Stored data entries
Start of Block

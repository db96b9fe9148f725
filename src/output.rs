use std::fs::OpenOptions;
use std::io::{BufWriter, Write};
use std::path::Path;

use crate::error::{Result, TwisterError};
use crate::twister::Twister64;

/// Typed form of the 'd'/'f'/'i' selector characters.
enum Precision {
    Double,
    Float,
    Int,
}

impl Precision {
    fn from_selector(selector: char) -> Result<Self> {
        match selector {
            'd' => Ok(Self::Double),
            'f' => Ok(Self::Float),
            'i' => Ok(Self::Int),
            other => Err(TwisterError::InvalidPrecision(other)),
        }
    }
}

impl Twister64 {
    /// Appends `count` newline-terminated values in `[0, range]` to the
    /// file at `path`, creating it first if needed. `precision` selects the
    /// value type: 'd' doubles, 'f' floats, 'i' integers (the integer draw
    /// truncates `range`).
    ///
    /// A count of zero is a no-op that touches nothing, not even the file.
    /// An unknown selector writes nothing and reports
    /// [`TwisterError::InvalidPrecision`].
    pub fn write_batch(
        &mut self,
        path: impl AsRef<Path>,
        count: usize,
        range: f64,
        precision: char,
    ) -> Result<()> {
        if count == 0 {
            return Ok(());
        }

        let precision = Precision::from_selector(precision)?;

        let file = OpenOptions::new().append(true).create(true).open(path)?;
        let mut sink = BufWriter::new(file);
        self.write_values(&mut sink, count, range, precision)?;
        sink.flush()?;

        Ok(())
    }

    fn write_values(
        &mut self,
        sink: &mut impl Write,
        count: usize,
        range: f64,
        precision: Precision,
    ) -> Result<()> {
        match precision {
            Precision::Double => {
                for _ in 0..count {
                    writeln!(sink, "{}", self.rand_double(range)?)?;
                }
            }
            Precision::Float => {
                for _ in 0..count {
                    writeln!(sink, "{}", self.rand_float(range as f32)?)?;
                }
            }
            Precision::Int => {
                for _ in 0..count {
                    writeln!(sink, "{}", self.rand_int(range as i32)?)?;
                }
            }
        }

        Ok(())
    }
}

#[cfg(test)]
mod tests {
    use super::*;
    use std::fs;
    use std::path::PathBuf;

    fn scratch_path(name: &str) -> PathBuf {
        let mut path = std::env::temp_dir();
        path.push(format!("twister64-{}-{name}", std::process::id()));
        let _ = fs::remove_file(&path);
        path
    }

    fn read_lines(path: &Path) -> Vec<String> {
        fs::read_to_string(path)
            .unwrap()
            .lines()
            .map(str::to_owned)
            .collect()
    }

    #[test]
    fn appends_rather_than_overwrites() {
        let path = scratch_path("append.txt");
        let mut rng = Twister64::default();
        rng.write_batch(&path, 3, 10.0, 'i').unwrap();
        rng.write_batch(&path, 3, 10.0, 'i').unwrap();
        assert_eq!(read_lines(&path).len(), 6);
        let _ = fs::remove_file(&path);
    }

    #[test]
    fn zero_count_leaves_no_file_behind() {
        let path = scratch_path("empty.txt");
        let mut rng = Twister64::default();
        rng.write_batch(&path, 0, 10.0, 'i').unwrap();
        assert!(!path.exists());
    }

    #[test]
    fn unknown_selector_writes_nothing() {
        let path = scratch_path("invalid.txt");
        let mut rng = Twister64::default();
        match rng.write_batch(&path, 5, 10.0, 'x') {
            Err(TwisterError::InvalidPrecision('x')) => {}
            other => panic!("expected InvalidPrecision, got {other:?}"),
        }
        assert!(!path.exists());
    }

    #[test]
    fn integer_lines_parse_within_range() {
        let path = scratch_path("ints.txt");
        let mut rng = Twister64::default();
        rng.write_batch(&path, 50, 99.0, 'i').unwrap();
        let lines = read_lines(&path);
        assert_eq!(lines.len(), 50);
        for line in lines {
            let value: i32 = line.parse().unwrap();
            assert!((0..=99).contains(&value));
        }
        let _ = fs::remove_file(&path);
    }

    #[test]
    fn double_lines_parse_within_range() {
        let path = scratch_path("doubles.txt");
        let mut rng = Twister64::default();
        rng.write_batch(&path, 50, 1.0, 'd').unwrap();
        for line in read_lines(&path) {
            let value: f64 = line.parse().unwrap();
            assert!((0.0..=1.0).contains(&value));
        }
        let _ = fs::remove_file(&path);
    }

    #[test]
    fn same_seed_writes_identical_batches() {
        let a = scratch_path("det-a.txt");
        let b = scratch_path("det-b.txt");
        Twister64::new(777).write_batch(&a, 20, 50.0, 'f').unwrap();
        Twister64::new(777).write_batch(&b, 20, 50.0, 'f').unwrap();
        assert_eq!(
            fs::read_to_string(&a).unwrap(),
            fs::read_to_string(&b).unwrap()
        );
        let _ = fs::remove_file(&a);
        let _ = fs::remove_file(&b);
    }
}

End of Block

▸ Assigned task:
Pull every line containing "Result" from the data.

▸ Answer for the task:
use crate::error::{Result, TwisterError};
    fn from_selector(selector: char) -> Result<Self> {
    ) -> Result<()> {
    ) -> Result<()> {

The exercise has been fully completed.